When Brad Stevens graduated from DePauw, he started his career at Eli Lilly and Company, a pharmaceutical company headquartered in Indianapolis, according to Cleveland.com. In 2000, while dating Tracy, he informed her about the job offer he had just received from Butler to work in its basketball office on a volunteer basis. She told him to go for the job.

“That’s the only time I ever questioned it,” Cleveland.com wrote in 2010. “It was so obvious to me that this was his passion and this was going to make him happy. And then that was the end of it. I loved him.”


4. Tracy Wilhelmy Stevens Played Soccer at DePauw

Before attending DePauw, Tracy Wilhelmy went to Rocky River High School in Ohio.

While Brad Stevens pursued his degree in economics at DePauw, his future wife was a political science double major and played on the school’s soccer team. She was the captain of the team as a senior and was a member of the first-ever Tigers team to make the Division III NCAA tournament.

The Tigers women’s soccer program has appeared in the NCAA tournament seven times since then. In 2014, Tracy Stevens was named to serve as a trustee at Butler and was also the president of the school’s Alumni Association Board of Directors.


5. Tracy Stevens’ Mother Died of Cancer In 2004

Boston Celtics head coach Brad Stevens and Tracy Stevens visit Alyssa and Mom at Boston Children’s Hospital in 2016. (Getty)

One of the reasons that Tracy Stevens decided to go to law school in Cleveland was because her mother, Mary Kay, had been diagnosed with cancer and lived close to the university, according to Cleveland.com. She received a law degree in 2003 and married Brad Stevens a few months later. Just about one year after that, she died of the disease.

Partly because of the circumstances, Brad and Tracy Stevens became involved with the American Cancer Society’s Coaches Vs. Cancer program, which empowers collegiate coaches and their teams to help funding and awareness for cancer research.

At an event for the program in 2010 one day before the NCAA Final Four, Brad and his wife attended an event in Indianapolis. Tracy said to Fox 59 that the specific event “has been a grounding source for us reminding us there are things more important than a basketball game. We remember people we love and celebrate survivors who are also here tonight.”

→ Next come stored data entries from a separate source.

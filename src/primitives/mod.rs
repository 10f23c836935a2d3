// ============================================================================
// objekt - Primitives Module
// Event types and the multicast emitter containers publish through
// ============================================================================

pub mod emitter;
pub mod event;

// Re-export for convenience
pub use emitter::{Emitter, Handler};
pub use event::{ChangeEvent, ChangeKind, DependencyRecord};
// =============================================================================
// TESTS
// =============================================================================

#[cfg(test)]
mod tests {
    use super::*;
    use crate::core::constants::{EVENT_ADD, EVENT_ANY, EVENT_CHANGE, EVENT_DELETE};
    use crate::reactivity::equality::structural_equals;

    fn events(container: &ReactiveContainer) -> Rc<RefCell<Vec<ChangeEvent>>> {
        let log = Rc::new(RefCell::new(Vec::new()));
        let sink = log.clone();
        container.on(EVENT_ANY, move |e: &ChangeEvent| sink.borrow_mut().push(e.clone()));
        log
    }

    #[test]
    fn seed_normalization() {
        assert_eq!(ReactiveContainer::new(Value::Null).kind(), ContainerKind::Mapping);
        assert_eq!(ReactiveContainer::new(Value::from(5)).kind(), ContainerKind::Mapping);
        assert_eq!(ReactiveContainer::new("nonsense").kind(), ContainerKind::Mapping);
        assert_eq!(ReactiveContainer::new(SEQUENCE_TAG).kind(), ContainerKind::Sequence);
        assert_eq!(ReactiveContainer::sequence().kind(), ContainerKind::Sequence);
        assert_eq!(
            ReactiveContainer::new(Value::sequence([1, 2])).kind(),
            ContainerKind::Sequence
        );
        assert!(ReactiveContainer::new(Value::from(5)).is_empty());
    }

    #[test]
    fn ids_are_unique_and_increasing() {
        let a = ReactiveContainer::mapping();
        let b = ReactiveContainer::mapping();
        assert!(b.id() > a.id());
        assert_eq!(a.clone().id(), a.id());
    }

    #[test]
    fn get_missing_is_null() {
        let c = ReactiveContainer::new(Value::mapping([("x", 1)]));
        assert_eq!(c.get("x").as_f64(), Some(1.0));
        assert!(c.get("nope").is_null());
        assert!(c.get(3).is_null());
    }

    #[test]
    fn equal_write_is_silent() {
        let c = ReactiveContainer::new(Value::mapping([("x", 1)]));
        let log = events(&c);
        assert!(c.set("x", 1));
        assert!(log.borrow().is_empty());
    }

    #[test]
    fn changed_write_emits_change() {
        let c = ReactiveContainer::new(Value::mapping([("x", 1)]));
        let log = events(&c);
        c.set("x", 2);

        let log = log.borrow();
        assert_eq!(log.len(), 1);
        assert_eq!(log[0].kind, ChangeKind::Change);
        assert_eq!(log[0].key, Key::from("x"));
        assert_eq!(log[0].value, Value::from(2));
        assert_eq!(log[0].previous, Some(Value::from(1)));
        assert!(log[0].container.ptr_eq(&c));
    }

    #[test]
    fn structurally_equal_object_write_is_silent() {
        let c = ReactiveContainer::new(Value::mapping([("list", Value::sequence([1, 2]))]));
        let log = events(&c);
        c.set("list", Value::sequence([1, 2]));
        assert!(log.borrow().is_empty());

        c.set("list", Value::sequence([1, 2, 3]));
        assert_eq!(log.borrow().len(), 1);
    }

    #[test]
    fn add_then_delete() {
        let c = ReactiveContainer::mapping();
        let log = events(&c);

        c.set("y", 5);
        assert!(c.delete("y"));
        assert!(!c.delete("y"));

        let log = log.borrow();
        assert_eq!(log.len(), 2);
        assert_eq!(log[0].kind, ChangeKind::Add);
        assert_eq!(log[0].value, Value::from(5));
        assert_eq!(log[0].previous, None);
        assert_eq!(log[1].kind, ChangeKind::Delete);
        assert_eq!(log[1].previous, Some(Value::from(5)));
    }

    #[test]
    fn writing_null_to_new_key_is_an_add() {
        let c = ReactiveContainer::mapping();
        let log = events(&c);
        c.set("k", Value::Null);
        c.set("k", Value::Null);
        assert_eq!(log.borrow().len(), 1);
        assert!(c.has("k"));
    }

    #[test]
    fn kind_specific_subscriptions() {
        let c = ReactiveContainer::mapping();
        let adds = Rc::new(Cell::new(0));
        let changes = Rc::new(Cell::new(0));
        let deletes = Rc::new(Cell::new(0));

        let (a, ch, d) = (adds.clone(), changes.clone(), deletes.clone());
        c.on(EVENT_ADD, move |_: &ChangeEvent| a.set(a.get() + 1))
            .on(EVENT_CHANGE, move |_: &ChangeEvent| ch.set(ch.get() + 1))
            .on(EVENT_DELETE, move |_: &ChangeEvent| d.set(d.get() + 1));

        c.set("a", 1);
        c.set("a", 2);
        c.set("b", 1);
        c.delete("a");

        assert_eq!((adds.get(), changes.get(), deletes.get()), (2, 1, 1));
    }

    #[test]
    fn once_and_off() {
        let c = ReactiveContainer::mapping();
        let count = Rc::new(Cell::new(0));

        let k = count.clone();
        c.once(EVENT_ANY, move |_: &ChangeEvent| k.set(k.get() + 1));
        c.set("a", 1);
        c.set("b", 1);
        assert_eq!(count.get(), 1);

        let k = count.clone();
        let handler = ChangeHandler::new(move |_| k.set(k.get() + 1));
        c.on(EVENT_ANY, handler.clone());
        c.set("c", 1);
        c.off(EVENT_ANY, &handler);
        c.set("d", 1);
        assert_eq!(count.get(), 2);
    }

    #[test]
    fn has_reports_store_and_control_surface() {
        let c = ReactiveContainer::new(Value::mapping([("x", 1)]));
        assert!(c.has("x"));
        assert!(c.has("on"));
        assert!(c.has("silence"));
        assert!(!c.has("y"));
        assert!(c.get("on").is_null());
    }

    #[test]
    fn keys_exclude_control_surface() {
        let c = ReactiveContainer::new(Value::mapping([("b", 1), ("a", 2)]));
        c.set("c", 3);
        assert_eq!(c.keys(), vec![Key::from("b"), Key::from("a"), Key::from("c")]);
        assert!(!c.keys().iter().any(|k| k.as_name().is_some_and(is_control_member)));
    }

    #[test]
    fn delete_keeps_mapping_order() {
        let c = ReactiveContainer::new(Value::mapping([("a", 1), ("b", 2), ("c", 3)]));
        c.delete("b");
        assert_eq!(c.keys(), vec![Key::from("a"), Key::from("c")]);
    }

    #[test]
    fn sequence_holes() {
        let c = ReactiveContainer::new(Value::sequence(["a", "b", "c"]));
        let log = events(&c);

        assert!(c.delete(1));
        assert_eq!(c.keys(), vec![Key::Index(0), Key::Index(2)]);
        assert_eq!(c.len(), 2);
        assert!(!c.has(1));

        // Writing into a hole is an add
        c.set(1, "B");
        c.set(5, "f");
        assert_eq!(c.keys().len(), 4);
        assert!(c.get(4).is_null());

        let kinds: Vec<ChangeKind> = log.borrow().iter().map(|e| e.kind).collect();
        assert_eq!(kinds, vec![ChangeKind::Delete, ChangeKind::Add, ChangeKind::Add]);
    }

    #[test]
    fn sequence_accepts_numeric_names_and_ignores_others() {
        let c = ReactiveContainer::sequence();
        let log = events(&c);

        assert!(c.set("0", "zero"));
        assert_eq!(c.get(0).as_str(), Some("zero"));

        assert!(c.set("label", "ignored"));
        assert!(!c.has("label"));
        assert_eq!(log.borrow().len(), 1);
    }

    #[test]
    fn out_of_range_sequence_index_is_ignored() {
        let c = ReactiveContainer::new(Value::sequence([1]));
        let log = events(&c);

        assert!(c.set(usize::MAX, "x"));
        assert!(c.set("18446744073709551615", "x"));
        assert!(c.set(MAX_SEQUENCE_INDEX + 1, "x"));
        assert!(c.set(10_000_000_000usize, "x"));

        assert_eq!(c.keys(), vec![Key::Index(0)]);
        assert!(!c.has(usize::MAX));
        assert!(log.borrow().is_empty());

        // The container is still usable afterwards
        c.set(1, 2);
        assert_eq!(c.len(), 2);
    }

    #[test]
    fn silence_suppresses_events_but_applies_writes() {
        let c = ReactiveContainer::mapping();
        let log = events(&c);

        c.silence().set("a", 1);
        assert!(c.is_silent());
        assert_eq!(c.get("a").as_f64(), Some(1.0));
        assert!(log.borrow().is_empty());

        c.resume().set("a", 2);
        assert_eq!(log.borrow().len(), 1);
    }

    #[test]
    fn silent_option_starts_silenced() {
        let c = ReactiveContainer::with_options(Value::Null, ContainerOptions::new().silent(true));
        let log = events(&c);
        c.set("a", 1);
        assert!(log.borrow().is_empty());
    }

    #[test]
    fn nan_policy_follows_options() {
        let strict = ReactiveContainer::new(Value::mapping([("n", f64::NAN)]));
        let strict_log = events(&strict);
        strict.set("n", f64::NAN);
        assert_eq!(strict_log.borrow().len(), 1);

        let lenient = ReactiveContainer::with_options(
            Value::mapping([("n", f64::NAN)]),
            ContainerOptions::new().numbers(NumberSemantics::SameValueZero),
        );
        let lenient_log = events(&lenient);
        lenient.set("n", f64::NAN);
        assert!(lenient_log.borrow().is_empty());
    }

    #[test]
    fn handlers_may_write_back() {
        let c = ReactiveContainer::mapping();
        let weak = c.downgrade();
        c.on(EVENT_ADD, move |e: &ChangeEvent| {
            if e.key == Key::from("a") {
                if let Some(c) = weak.upgrade() {
                    c.set("b", e.value.clone());
                }
            }
        });

        c.set("a", 1);
        assert_eq!(c.get("b").as_f64(), Some(1.0));
    }

    #[test]
    fn entries_restart() {
        let c = ReactiveContainer::new(Value::mapping([("a", 1), ("b", 2)]));
        let first: Vec<_> = c.entries().map(|(k, _)| k).collect();
        let second: Vec<_> = (&c).into_iter().map(|(k, _)| k).collect();
        assert_eq!(first, second);
        assert_eq!(c.entries().len(), 2);
    }

    #[test]
    fn snapshot_is_independent() {
        let nested = ObjectRef::sequence([1]);
        let c = ReactiveContainer::new(Value::mapping([("n", nested.clone())]));
        let snap = c.snapshot();

        nested.push(2);
        assert!(!structural_equals(&snap, &Value::mapping([("n", nested)])));
        assert!(structural_equals(
            &snap,
            &Value::mapping([("n", Value::sequence([1]))])
        ));
    }

    #[test]
    fn snapshot_keeps_class() {
        let point = ObjectRef::instance(Class::named("Point"), [("x", 1)]);
        let c = ReactiveContainer::new(point);
        let snap = c.snapshot();
        assert_eq!(snap.as_object().unwrap().class(), Class::named("Point"));
    }

    #[test]
    fn snapshot_keeps_sequence_class() {
        let tuple = ObjectRef::new(
            Class::named("Tuple"),
            Shape::Sequence(vec![Value::from(1), Value::from("a")]),
        );
        let c = ReactiveContainer::new(tuple.clone());
        assert_eq!(c.kind(), ContainerKind::Sequence);

        let snap = c.snapshot();
        assert_eq!(snap.as_object().unwrap().class(), Class::named("Tuple"));
        assert!(structural_equals(&snap, &Value::Object(tuple)));
    }

    #[test]
    fn weak_handle() {
        let c = ReactiveContainer::mapping();
        let weak = c.downgrade();
        assert!(weak.upgrade().is_some_and(|u| u.ptr_eq(&c)));
        drop(c);
        assert!(weak.upgrade().is_none());
    }

    #[test]
    fn json_seed() {
        let c = ReactiveContainer::new(serde_json::json!({"a": [1, 2], "b": "s"}));
        assert_eq!(c.get("b").as_str(), Some("s"));
        assert_eq!(c.len(), 2);
    }
}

Tickets for the event were sold out and it raised $45,000 for the cause. In addition to working with the American Cancer Society, Brad Stevens and his wife have volunteered for the Jukes Foundation for Kids, which benefits children.

When former Butler player Andrew Smith was dying of cancer, Brad Stevens took a leave of absence in January 2016 to visit him in the hospital. Smith died one week after that, and his former coach was the one to deliver the emotional eulogy at the funeral.

Tracy Stevens also serves on the board of advisors of the Greater Boston Food Bank.